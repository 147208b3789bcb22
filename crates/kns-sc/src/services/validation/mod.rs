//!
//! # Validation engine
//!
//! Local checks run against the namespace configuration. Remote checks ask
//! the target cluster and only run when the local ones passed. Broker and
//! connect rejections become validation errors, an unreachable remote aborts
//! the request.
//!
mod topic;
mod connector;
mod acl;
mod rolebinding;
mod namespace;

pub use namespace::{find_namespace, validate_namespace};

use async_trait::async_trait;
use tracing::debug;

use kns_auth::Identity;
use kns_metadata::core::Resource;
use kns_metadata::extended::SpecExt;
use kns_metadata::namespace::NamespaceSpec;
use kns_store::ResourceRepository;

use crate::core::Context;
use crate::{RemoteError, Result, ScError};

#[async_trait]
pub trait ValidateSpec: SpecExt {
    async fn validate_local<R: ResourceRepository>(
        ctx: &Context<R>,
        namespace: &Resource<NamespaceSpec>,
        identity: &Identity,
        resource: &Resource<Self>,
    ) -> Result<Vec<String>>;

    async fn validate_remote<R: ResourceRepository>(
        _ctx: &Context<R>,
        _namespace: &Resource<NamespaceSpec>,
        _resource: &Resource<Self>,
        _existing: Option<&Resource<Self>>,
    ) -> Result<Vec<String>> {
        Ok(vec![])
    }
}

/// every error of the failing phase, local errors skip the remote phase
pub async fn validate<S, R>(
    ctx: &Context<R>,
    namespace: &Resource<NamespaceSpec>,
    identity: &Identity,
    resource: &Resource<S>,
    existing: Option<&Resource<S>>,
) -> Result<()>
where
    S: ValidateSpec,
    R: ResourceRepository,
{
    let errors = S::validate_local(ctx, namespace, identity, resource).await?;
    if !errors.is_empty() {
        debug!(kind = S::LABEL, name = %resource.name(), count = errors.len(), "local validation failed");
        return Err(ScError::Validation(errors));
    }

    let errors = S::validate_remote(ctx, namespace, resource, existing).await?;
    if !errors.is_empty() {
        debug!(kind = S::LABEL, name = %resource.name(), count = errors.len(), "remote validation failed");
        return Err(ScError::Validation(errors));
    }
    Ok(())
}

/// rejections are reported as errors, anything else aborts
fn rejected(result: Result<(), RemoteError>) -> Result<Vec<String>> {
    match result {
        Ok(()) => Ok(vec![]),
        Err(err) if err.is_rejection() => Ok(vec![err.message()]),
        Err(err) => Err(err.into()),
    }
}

•••

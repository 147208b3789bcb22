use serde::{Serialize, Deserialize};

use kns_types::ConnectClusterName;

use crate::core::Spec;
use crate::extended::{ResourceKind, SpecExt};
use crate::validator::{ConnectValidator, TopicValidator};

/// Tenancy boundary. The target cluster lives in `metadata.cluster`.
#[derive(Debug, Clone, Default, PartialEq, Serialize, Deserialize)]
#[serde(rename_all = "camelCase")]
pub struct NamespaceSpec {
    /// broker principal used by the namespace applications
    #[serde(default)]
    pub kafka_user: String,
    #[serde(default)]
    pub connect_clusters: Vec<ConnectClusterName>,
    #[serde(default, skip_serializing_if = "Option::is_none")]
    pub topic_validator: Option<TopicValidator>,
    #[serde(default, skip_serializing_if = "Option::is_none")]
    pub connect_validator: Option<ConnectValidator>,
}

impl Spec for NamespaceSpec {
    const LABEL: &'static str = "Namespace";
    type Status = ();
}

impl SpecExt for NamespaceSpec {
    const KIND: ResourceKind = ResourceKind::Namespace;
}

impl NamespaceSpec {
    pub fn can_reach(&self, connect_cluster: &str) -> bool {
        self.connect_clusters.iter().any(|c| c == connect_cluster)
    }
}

•••

About this task:
Copy out every line from the data above in which the word "impl" occurs.

Finished task:
impl Spec for NamespaceSpec {
impl SpecExt for NamespaceSpec {
impl NamespaceSpec {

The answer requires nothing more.